Amazon S3 (and similar services like Azure ADLS or Google Cloud Storage) is the foundational storage layer of the modern data lakehouse. It is infinitely scalable, highly durable, and incredibly cheap. However, it was built to store "objects" (like images and videos), not to act as the highly structured file system required by traditional data warehousing engines.
The Legacy Object Storage Problem
Before Apache Iceberg, older technologies like Apache Hive attempted to map traditional database concepts onto S3 using a "directories-as-partitions" model. This caused massive performance and reliability issues:
- O(N) Directory Listings: To find data in S3, legacy engines had to recursively call the S3
ListObjectsAPI to scan thousands of "directories" (prefixes). Because S3 limits how many objects are returned per API call, querying a large table could take minutes just to figure out which files existed, before downloading a single byte of data. - Eventual Consistency (Historically): Prior to 2020, S3 was "eventually consistent." If a Spark job wrote a file and immediately tried to read it, S3 might return a "file not found" error because the storage nodes had not synchronized yet. This made ACID transactions nearly impossible without clunky external locking mechanisms.
How Iceberg Fixes S3
Apache Iceberg was explicitly designed at Netflix to solve these exact object storage bottlenecks. It completely abandons the "directories-as-partitions" approach.

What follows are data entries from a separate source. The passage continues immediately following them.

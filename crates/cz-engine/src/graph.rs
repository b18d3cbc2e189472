//! Render graph: declared sound sources routed through channel strips.
//!
//! The synthesizers never compute samples themselves. They build an
//! [`Emission`] (sources, an optional filter stage and a gain parameter
//! with scheduled automation) and hand it to the graph with absolute
//! start and stop times. The graph evaluates every live emission one
//! frame at a time, sums them into their bus, applies the bus gain and
//! pan, and advances its own clock.
//!
//! Graph: Emission → Bus (gain, pan) → master, or Emission → master.

use std::f64::consts::{FRAC_PI_2, TAU};
use std::sync::{Arc, Mutex, MutexGuard, PoisonError};

use arrayvec::ArrayVec;
use biquad::{Biquad, Coefficients, DirectForm2Transposed, ToHertz, Type};
use cz_ir::{AudioBuffer, FilterKind, Waveform};
use rand::rngs::StdRng;
use rand::{Rng, SeedableRng};
use slotmap::SlotMap;

use crate::frame::Frame;
use crate::param::Param;

slotmap::new_key_type! {
    /// Key of a scheduled emission in the render graph.
    pub struct EmissionKey;

    /// Key of a channel strip in the render graph.
    pub struct BusKey;
}

/// A render graph shared between the control thread and the render thread.
pub type SharedGraph = Arc<Mutex<RenderGraph>>;

/// Lock a shared graph, recovering the data from a poisoned lock.
pub fn lock(graph: &SharedGraph) -> MutexGuard<'_, RenderGraph> {
    graph.lock().unwrap_or_else(PoisonError::into_inner)
}

/// A sound source inside an emission.
#[derive(Clone, Debug)]
pub enum Source {
    /// Periodic oscillator
    Oscillator {
        waveform: Waveform,
        /// Frequency in Hz, automatable
        frequency: Param,
        /// Fixed detune as a frequency ratio
        detune: f64,
        /// Phase in cycles, 0..1
        phase: f64,
    },
    /// Uniform white noise
    Noise { rng: StdRng },
    /// Playback of a sample buffer at its native rate
    Buffer {
        buffer: Arc<AudioBuffer>,
        /// Read position in buffer frames
        position: f64,
    },
}

impl Source {
    /// An oscillator at a fixed frequency.
    pub fn oscillator(waveform: Waveform, frequency_hz: f64, detune_cents: f32) -> Self {
        Source::Oscillator {
            waveform,
            frequency: Param::new(frequency_hz as f32),
            detune: crate::frequency::cents_to_ratio(detune_cents),
            phase: 0.0,
        }
    }

    /// Seeded white noise.
    pub fn noise(seed: u64) -> Self {
        Source::Noise {
            rng: StdRng::seed_from_u64(seed),
        }
    }

    /// Buffer playback starting `offset_seconds` into the buffer.
    pub fn buffer(buffer: Arc<AudioBuffer>, offset_seconds: f64) -> Self {
        let position = offset_seconds.max(0.0) * buffer.sample_rate() as f64;
        Source::Buffer { buffer, position }
    }

    /// Frequency automation of an oscillator.
    pub fn frequency_mut(&mut self) -> Option<&mut Param> {
        match self {
            Source::Oscillator { frequency, .. } => Some(frequency),
            Source::Noise { .. } | Source::Buffer { .. } => None,
        }
    }

    /// Produce the next sample, or `None` once the source has run out.
    fn next(&mut self, time: f64, sample_rate: f64) -> Option<f32> {
        match self {
            Source::Oscillator {
                waveform,
                frequency,
                detune,
                phase,
            } => {
                let value = waveform_value(*waveform, *phase);
                let hz = frequency.value_at(time) as f64 * *detune;
                *phase = (*phase + hz / sample_rate).rem_euclid(1.0);
                Some(value)
            }
            Source::Noise { rng } => Some(rng.gen_range(-1.0f32..1.0)),
            Source::Buffer { buffer, position } => {
                if *position >= buffer.frames() as f64 {
                    return None;
                }
                let value = read_interpolated(buffer, *position);
                *position += buffer.sample_rate() as f64 / sample_rate;
                Some(value)
            }
        }
    }
}

fn waveform_value(waveform: Waveform, phase: f64) -> f32 {
    let v = match waveform {
        Waveform::Sine => (phase * TAU).sin(),
        Waveform::Square => {
            if phase < 0.5 {
                1.0
            } else {
                -1.0
            }
        }
        Waveform::Sawtooth => 2.0 * phase - 1.0,
        Waveform::Triangle => 1.0 - 4.0 * (phase - 0.5).abs(),
    };
    v as f32
}

/// Linearly interpolated read, mixing all channels down to mono.
fn read_interpolated(buffer: &AudioBuffer, position: f64) -> f32 {
    let idx = position as usize;
    let frac = (position - idx as f64) as f32;
    let channels = buffer.channels();
    let mut sum = 0.0;
    for ch in 0..channels {
        let a = buffer.sample(ch, idx);
        let b = buffer.sample(ch, idx + 1);
        sum += a + (b - a) * frac;
    }
    sum / channels as f32
}

/// Build a biquad stage, or `None` (bypass) if the coefficients are invalid.
fn build_filter(
    kind: FilterKind,
    cutoff_hz: f32,
    q: f32,
    sample_rate: u32,
) -> Option<DirectForm2Transposed<f32>> {
    let filter_type = match kind {
        FilterKind::LowPass => Type::LowPass,
        FilterKind::HighPass => Type::HighPass,
        FilterKind::BandPass => Type::BandPass,
        FilterKind::Notch => Type::Notch,
    };
    // biquad accepts q == 0 and cutoffs at Nyquist, both of which yield
    // non-finite coefficients
    if q.is_nan() || q <= 0.0 || cutoff_hz.is_nan() || cutoff_hz <= 0.0 || 2.0 * cutoff_hz >= sample_rate as f32 {
        tracing::warn!(?kind, cutoff_hz, q, sample_rate, "filter out of range, bypassing");
        return None;
    }
    match Coefficients::<f32>::from_params(
        filter_type,
        (sample_rate as f32).hz(),
        cutoff_hz.hz(),
        q,
    ) {
        Ok(coeffs) => Some(DirectForm2Transposed::<f32>::new(coeffs)),
        Err(err) => {
            tracing::warn!(?kind, cutoff_hz, q, ?err, "invalid filter, bypassing");
            None
        }
    }
}

/// One scheduled sound: sources → filter → gain → bus.
#[derive(Clone)]
pub struct Emission {
    sources: ArrayVec<Source, 2>,
    /// Scale applied to the summed sources before the filter
    source_gain: f32,
    filter: Option<DirectForm2Transposed<f32>>,
    gain: Param,
    bus: Option<BusKey>,
    start: f64,
    stop: f64,
    finished: bool,
}

impl Emission {
    /// Create an emission sounding from `start` until the hard `stop`.
    /// `bus: None` routes straight to the master output.
    pub fn new(bus: Option<BusKey>, start: f64, stop: f64) -> Self {
        Self {
            sources: ArrayVec::new(),
            source_gain: 1.0,
            filter: None,
            gain: Param::new(1.0),
            bus,
            start,
            stop: stop.max(start),
            finished: false,
        }
    }

    /// Add a source. Emissions hold at most two.
    pub fn with_source(mut self, source: Source) -> Self {
        if self.sources.try_push(source).is_err() {
            tracing::warn!("emission already has two sources, ignoring extra");
        }
        self
    }

    /// Scale the summed sources.
    pub fn with_source_gain(mut self, gain: f32) -> Self {
        self.source_gain = gain;
        self
    }

    /// Insert a filter stage. Invalid settings leave the signal unfiltered.
    pub fn with_filter(mut self, kind: FilterKind, cutoff_hz: f32, q: f32, sample_rate: u32) -> Self {
        self.filter = build_filter(kind, cutoff_hz, q, sample_rate);
        self
    }

    /// Returns true if a filter stage is active.
    pub fn has_filter(&self) -> bool {
        self.filter.is_some()
    }

    pub fn gain(&self) -> &Param {
        &self.gain
    }

    pub fn gain_mut(&mut self) -> &mut Param {
        &mut self.gain
    }

    pub fn bus(&self) -> Option<BusKey> {
        self.bus
    }

    pub fn start_time(&self) -> f64 {
        self.start
    }

    pub fn stop_time(&self) -> f64 {
        self.stop
    }

    /// Move the hard stop to `time`, earlier or later.
    pub fn reschedule_stop(&mut self, time: f64) {
        self.stop = time.max(self.start);
    }

    pub fn is_finished(&self) -> bool {
        self.finished
    }

    fn render(&mut self, time: f64, sample_rate: f64) -> f32 {
        if self.finished || time < self.start {
            return 0.0;
        }
        if time >= self.stop {
            self.finished = true;
            return 0.0;
        }

        let mut sum = 0.0;
        let mut live = false;
        for source in &mut self.sources {
            if let Some(v) = source.next(time, sample_rate) {
                sum += v;
                live = true;
            }
        }
        if !live {
            self.finished = true;
            return 0.0;
        }

        sum *= self.source_gain;
        if let Some(filter) = &mut self.filter {
            sum = filter.run(sum);
        }
        sum * self.gain.value_at(time)
    }
}

/// A channel strip: mono sum of its emissions, then gain and pan.
#[derive(Clone, Copy, Debug)]
struct Bus {
    gain: f32,
    pan: f32,
    acc: f32,
}

/// Equal-power pan law for a mono input.
fn pan_gains(pan: f32) -> (f32, f32) {
    let x = (pan.clamp(-1.0, 1.0) as f64 + 1.0) / 2.0 * FRAC_PI_2;
    (x.cos() as f32, x.sin() as f32)
}

/// Owns every in-flight emission and channel strip, plus the clock.
pub struct RenderGraph {
    sample_rate: u32,
    frames_rendered: u64,
    buses: SlotMap<BusKey, Bus>,
    emissions: SlotMap<EmissionKey, Emission>,
    next_seed: u64,
}

impl RenderGraph {
    /// Create an empty graph at time zero.
    pub fn new(sample_rate: u32, noise_seed: u64) -> Self {
        Self {
            sample_rate,
            frames_rendered: 0,
            buses: SlotMap::with_key(),
            emissions: SlotMap::with_key(),
            next_seed: noise_seed,
        }
    }

    /// Wrap in a lock for sharing with a render thread.
    pub fn shared(self) -> SharedGraph {
        Arc::new(Mutex::new(self))
    }

    pub fn sample_rate(&self) -> u32 {
        self.sample_rate
    }

    /// Seconds of audio rendered so far.
    pub fn current_time(&self) -> f64 {
        self.frames_rendered as f64 / self.sample_rate as f64
    }

    pub fn frames_rendered(&self) -> u64 {
        self.frames_rendered
    }

    /// A fresh seed for a noise source. Deterministic per graph.
    pub fn next_noise_seed(&mut self) -> u64 {
        let seed = self.next_seed;
        self.next_seed = self.next_seed.wrapping_add(0x9E37_79B9_7F4A_7C15);
        seed
    }

    // --- Buses ---

    /// Add a channel strip at unity gain, centered.
    pub fn add_bus(&mut self) -> BusKey {
        self.buses.insert(Bus {
            gain: 1.0,
            pan: 0.0,
            acc: 0.0,
        })
    }

    pub fn remove_bus(&mut self, key: BusKey) {
        self.buses.remove(key);
    }

    pub fn set_bus_gain(&mut self, key: BusKey, gain: f32) {
        if let Some(bus) = self.buses.get_mut(key) {
            bus.gain = gain;
        }
    }

    pub fn set_bus_pan(&mut self, key: BusKey, pan: f32) {
        if let Some(bus) = self.buses.get_mut(key) {
            bus.pan = pan.clamp(-1.0, 1.0);
        }
    }

    pub fn bus_gain(&self, key: BusKey) -> Option<f32> {
        self.buses.get(key).map(|b| b.gain)
    }

    pub fn bus_pan(&self, key: BusKey) -> Option<f32> {
        self.buses.get(key).map(|b| b.pan)
    }

    pub fn bus_count(&self) -> usize {
        self.buses.len()
    }

    // --- Emissions ---

    /// Register an emission; it starts sounding at its start time.
    pub fn add_emission(&mut self, emission: Emission) -> EmissionKey {
        self.emissions.insert(emission)
    }

    pub fn emission(&self, key: EmissionKey) -> Option<&Emission> {
        self.emissions.get(key)
    }

    pub fn emission_mut(&mut self, key: EmissionKey) -> Option<&mut Emission> {
        self.emissions.get_mut(key)
    }

    /// Returns true if the emission is still scheduled or sounding.
    pub fn contains(&self, key: EmissionKey) -> bool {
        self.emissions
            .get(key)
            .is_some_and(|e| !e.is_finished())
    }

    /// Remove an emission immediately, whatever its schedule says.
    pub fn kill(&mut self, key: EmissionKey) -> bool {
        self.emissions.remove(key).is_some()
    }

    pub fn emission_count(&self) -> usize {
        self.emissions.len()
    }

    /// Drop finished emissions. Returns how many were removed.
    pub fn reap(&mut self) -> usize {
        let before = self.emissions.len();
        self.emissions.retain(|_, e| !e.is_finished());
        before - self.emissions.len()
    }

    // --- Rendering ---

    /// Render one stereo frame and advance the clock.
    pub fn render_frame(&mut self) -> Frame {
        let time = self.current_time();
        let sample_rate = self.sample_rate as f64;
        let Self {
            buses, emissions, ..
        } = self;

        for bus in buses.values_mut() {
            bus.acc = 0.0;
        }

        let mut direct = 0.0;
        for emission in emissions.values_mut() {
            let sample = emission.render(time, sample_rate);
            match emission.bus {
                None => direct += sample,
                Some(key) => {
                    if let Some(bus) = buses.get_mut(key) {
                        bus.acc += sample;
                    }
                }
            }
        }

        let mut frame = Frame::mono(direct);
        for bus in buses.values() {
            let (left, right) = pan_gains(bus.pan);
            let level = bus.acc * bus.gain;
            frame.mix(Frame {
                left: level * left,
                right: level * right,
            });
        }

        self.frames_rendered += 1;
        frame
    }

    /// Render a block of frames, then drop finished emissions.
    pub fn render_block(&mut self, out: &mut [Frame]) {
        for frame in out.iter_mut() {
            *frame = self.render_frame();
        }
        self.reap();
    }

    /// Render into a planar buffer (left → channel 0, right → channel 1).
    pub fn render_into(&mut self, buffer: &mut AudioBuffer) {
        let stereo = buffer.channels() > 1;
        for i in 0..buffer.frames() {
            let frame = self.render_frame();
            buffer.channel_mut(0)[i] = frame.left;
            if stereo {
                buffer.channel_mut(1)[i] = frame.right;
            }
        }
        self.reap();
    }

    /// Render and discard `frames` frames.
    pub fn advance(&mut self, frames: usize) {
        for _ in 0..frames {
            self.render_frame();
        }
        self.reap();
    }
}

Instead of executing expensive ListObjects API calls across S3, an engine querying an Iceberg table simply downloads the Iceberg Manifest Files. These metadata files contain the exact, absolute URI paths to every single Parquet data file that belongs to the current snapshot. The query engine takes these URIs and issues direct, highly parallelized GET requests to S3, completely bypassing the directory listing bottleneck.
Object Storage Layout Optimization
Another S3 limitation is API request throttling. If an engine sends millions of requests to the same S3 prefix (directory) simultaneously, Amazon S3 will throttle the requests, causing severe performance degradation.

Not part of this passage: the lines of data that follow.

//! Background threads: the device render loop and the playhead poller.

use std::sync::atomic::{AtomicBool, AtomicU64, Ordering};
use std::sync::mpsc;
use std::sync::{Arc, Mutex, MutexGuard, PoisonError};
use std::thread::JoinHandle;
use std::time::Duration;

use cz_audio::{AudioError, AudioOutput, CpalOutput};
use cz_engine::graph::{self, SharedGraph};
use cz_engine::{Frame, PollEvent, Transport};

/// How long the render loop sleeps while the device queue is full.
const QUEUE_BACKOFF: Duration = Duration::from_millis(1);

pub(crate) type SharedTransport = Arc<Mutex<Transport>>;

pub(crate) fn lock_transport(transport: &SharedTransport) -> MutexGuard<'_, Transport> {
    transport.lock().unwrap_or_else(PoisonError::into_inner)
}

/// A background thread with a cooperative stop flag.
pub(crate) struct Worker {
    stop_signal: Arc<AtomicBool>,
    thread: Option<JoinHandle<()>>,
}

impl Worker {
    /// Signal the thread and wait for it to exit.
    pub(crate) fn shutdown(mut self) {
        self.stop_signal.store(true, Ordering::Relaxed);
        if let Some(handle) = self.thread.take() {
            let _ = handle.join();
        }
    }

    pub(crate) fn is_running(&self) -> bool {
        self.thread.as_ref().is_some_and(|t| !t.is_finished())
    }
}

/// Open the default device on a dedicated thread and keep it fed from
/// `graph`. Returns the worker and the device sample rate.
///
/// The device stream is created on the render thread since it cannot
/// move between threads.
pub(crate) fn spawn_output(graph: SharedGraph, block_size: usize) -> Result<(Worker, u32), AudioError> {
    let stop_signal = Arc::new(AtomicBool::new(false));
    let stop = stop_signal.clone();
    let (ready_tx, ready_rx) = mpsc::sync_channel(1);

    let thread = std::thread::Builder::new()
        .name("cz-render".into())
        .spawn(move || {
            let mut output = match open_device() {
                Ok(output) => output,
                Err(e) => {
                    let _ = ready_tx.send(Err(e));
                    return;
                }
            };
            let _ = ready_tx.send(Ok(output.sample_rate()));
            render_loop(&mut output, &graph, block_size, &stop);
            if let Err(e) = output.stop() {
                tracing::warn!(%e, "failed to stop audio output");
            }
        })
        .map_err(|e| AudioError::DeviceInit(e.to_string()))?;

    let worker = Worker {
        stop_signal,
        thread: Some(thread),
    };
    match ready_rx.recv() {
        Ok(Ok(sample_rate)) => Ok((worker, sample_rate)),
        Ok(Err(e)) => {
            worker.shutdown();
            Err(e)
        }
        Err(_) => {
            worker.shutdown();
            Err(AudioError::DeviceInit("render thread exited".into()))
        }
    }
}

fn open_device() -> Result<CpalOutput, AudioError> {
    let (mut output, consumer) = CpalOutput::new()?;
    output.build_stream(consumer)?;
    output.start()?;
    Ok(output)
}

fn render_loop(output: &mut impl AudioOutput, graph: &SharedGraph, block_size: usize, stop: &AtomicBool) {
    let mut block = vec![Frame::silence(); block_size.max(1)];
    tracing::info!(block_size = block.len(), "render loop started");
    while !stop.load(Ordering::Relaxed) {
        if output.available() < block.len() {
            std::thread::sleep(QUEUE_BACKOFF);
            continue;
        }
        {
            let mut graph = graph::lock(graph);
            #[cfg(feature = "alloc_check")]
            assert_no_alloc::assert_no_alloc(|| graph.render_block(&mut block));
            #[cfg(not(feature = "alloc_check"))]
            graph.render_block(&mut block);
        }
        output.write(&block);
    }
    tracing::info!("render loop stopped");
}

/// Poll the transport every `interval`, mirroring the playhead into
/// `position`. Exits when playback stops or finishes.
pub(crate) fn spawn_poller(
    transport: SharedTransport,
    position: Arc<AtomicU64>,
    interval: Duration,
) -> Worker {
    let stop_signal = Arc::new(AtomicBool::new(false));
    let stop = stop_signal.clone();

    let thread = std::thread::spawn(move || {
        while !stop.load(Ordering::Relaxed) {
            std::thread::sleep(interval);
            let mut transport = lock_transport(&transport);
            let event = transport.poll();
            position.store(transport.position(), Ordering::Relaxed);
            match event {
                PollEvent::Advanced(_) | PollEvent::Wrapped { .. } => {}
                PollEvent::Finished | PollEvent::Idle => break,
            }
        }
    });

    Worker {
        stop_signal,
        thread: Some(thread),
    }
}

Iceberg solves this through an advanced feature called Object Store File Layout. When enabled, Iceberg will intentionally write Parquet files using randomized hashes in the S3 object key (e.g., s3://bucket/table/data/1a2b3c.../file.parquet). This artificially scatters the data across many different underlying S3 partitions, bypassing Amazon's throttling limits and ensuring maximum possible read/write throughput.